Data items
▽

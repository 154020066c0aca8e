//! Bounded single-slot mailbox for a threaded receive path.
//!
//! The producing side copies a datagram into the slot only when the
//! consuming side has a receive request registered; anything arriving
//! without a registered request is dropped and counted. At most one
//! receive request can be outstanding at a time. The lock is held only
//! for the copy; waiting happens on a condvar with a timeout.

use std::sync::{Condvar, Mutex};
use std::time::{Duration, Instant};

use tracing::trace;

struct Slot {
    /// A consumer is parked in `receive` waiting for data.
    waiting: bool,
    /// The slot holds an undelivered datagram.
    filled: bool,
    len: usize,
    buf: Box<[u8]>,
    dropped: u64,
}

pub struct Mailbox {
    slot: Mutex<Slot>,
    ready: Condvar,
}

impl Mailbox {
    /// Create a mailbox whose slot holds datagrams up to `capacity` bytes.
    pub fn new(capacity: usize) -> Self {
        Self {
            slot: Mutex::new(Slot {
                waiting: false,
                filled: false,
                len: 0,
                buf: vec![0u8; capacity].into_boxed_slice(),
                dropped: 0,
            }),
            ready: Condvar::new(),
        }
    }

    /// Offer a datagram from the producing side.
    ///
    /// Returns false (and counts a drop) when no receive request is
    /// registered, the slot is still occupied, or the datagram is oversized.
    pub fn deliver(&self, datagram: &[u8]) -> bool {
        let mut slot = self.slot.lock().unwrap();
        if !slot.waiting || slot.filled || datagram.len() > slot.buf.len() {
            slot.dropped += 1;
            trace!(len = datagram.len(), dropped = slot.dropped, "mailbox drop");
            return false;
        }
        slot.buf[..datagram.len()].copy_from_slice(datagram);
        slot.len = datagram.len();
        slot.filled = true;
        self.ready.notify_one();
        true
    }

    /// Register a receive request and wait up to `timeout` for a datagram.
    ///
    /// Returns the number of bytes copied into `out`, or 0 on timeout.
    /// A second concurrent request is refused (returns 0 immediately).
    pub fn receive(&self, out: &mut [u8], timeout: Duration) -> usize {
        let deadline = Instant::now() + timeout;
        let mut slot = self.slot.lock().unwrap();
        if slot.waiting {
            return 0;
        }
        slot.waiting = true;

        loop {
            if slot.filled {
                let n = slot.len.min(out.len());
                out[..n].copy_from_slice(&slot.buf[..n]);
                slot.filled = false;
                slot.waiting = false;
                return n;
            }
            let remaining = deadline.saturating_duration_since(Instant::now());
            if remaining.is_zero() {
                slot.waiting = false;
                return 0;
            }
            let (guard, _timeout_result) = self.ready.wait_timeout(slot, remaining).unwrap();
            slot = guard;
        }
    }

    /// Datagrams discarded because no request was registered in time.
    pub fn dropped(&self) -> u64 {
        self.slot.lock().unwrap().dropped
    }
}

#[cfg(test)]
mod tests {
    use super::*;
    use std::sync::Arc;
    use std::thread;

    #[test]
    fn delivery_without_request_is_dropped() {
        let mailbox = Mailbox::new(64);
        assert!(!mailbox.deliver(b"orphan"));
        assert_eq!(mailbox.dropped(), 1);
    }

    #[test]
    fn handoff_to_waiting_receiver() {
        let mailbox = Arc::new(Mailbox::new(64));
        let producer = mailbox.clone();

        let handle = thread::spawn(move || {
            // Spin until the consumer has registered its request.
            loop {
                if producer.deliver(b"datagram") {
                    return;
                }
                thread::sleep(Duration::from_millis(1));
            }
        });

        let mut buf = [0u8; 64];
        let n = mailbox.receive(&mut buf, Duration::from_secs(2));
        handle.join().unwrap();
        assert_eq!(&buf[..n], b"datagram");
    }

    #[test]
    fn receive_times_out_empty() {
        let mailbox = Mailbox::new(64);
        let mut buf = [0u8; 64];
        assert_eq!(mailbox.receive(&mut buf, Duration::from_millis(20)), 0);
    }

    #[test]
    fn oversized_datagram_is_dropped() {
        let mailbox = Arc::new(Mailbox::new(4));
        let producer = mailbox.clone();
        let handle = thread::spawn(move || {
            thread::sleep(Duration::from_millis(20));
            assert!(!producer.deliver(b"way too large"));
        });
        let mut buf = [0u8; 16];
        assert_eq!(mailbox.receive(&mut buf, Duration::from_millis(100)), 0);
        handle.join().unwrap();
    }
}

△

[EXERCISE INSTRUCTIONS]: Work out how many lines in the data include "bytes". Answer with the number only.

[REPLY]: 2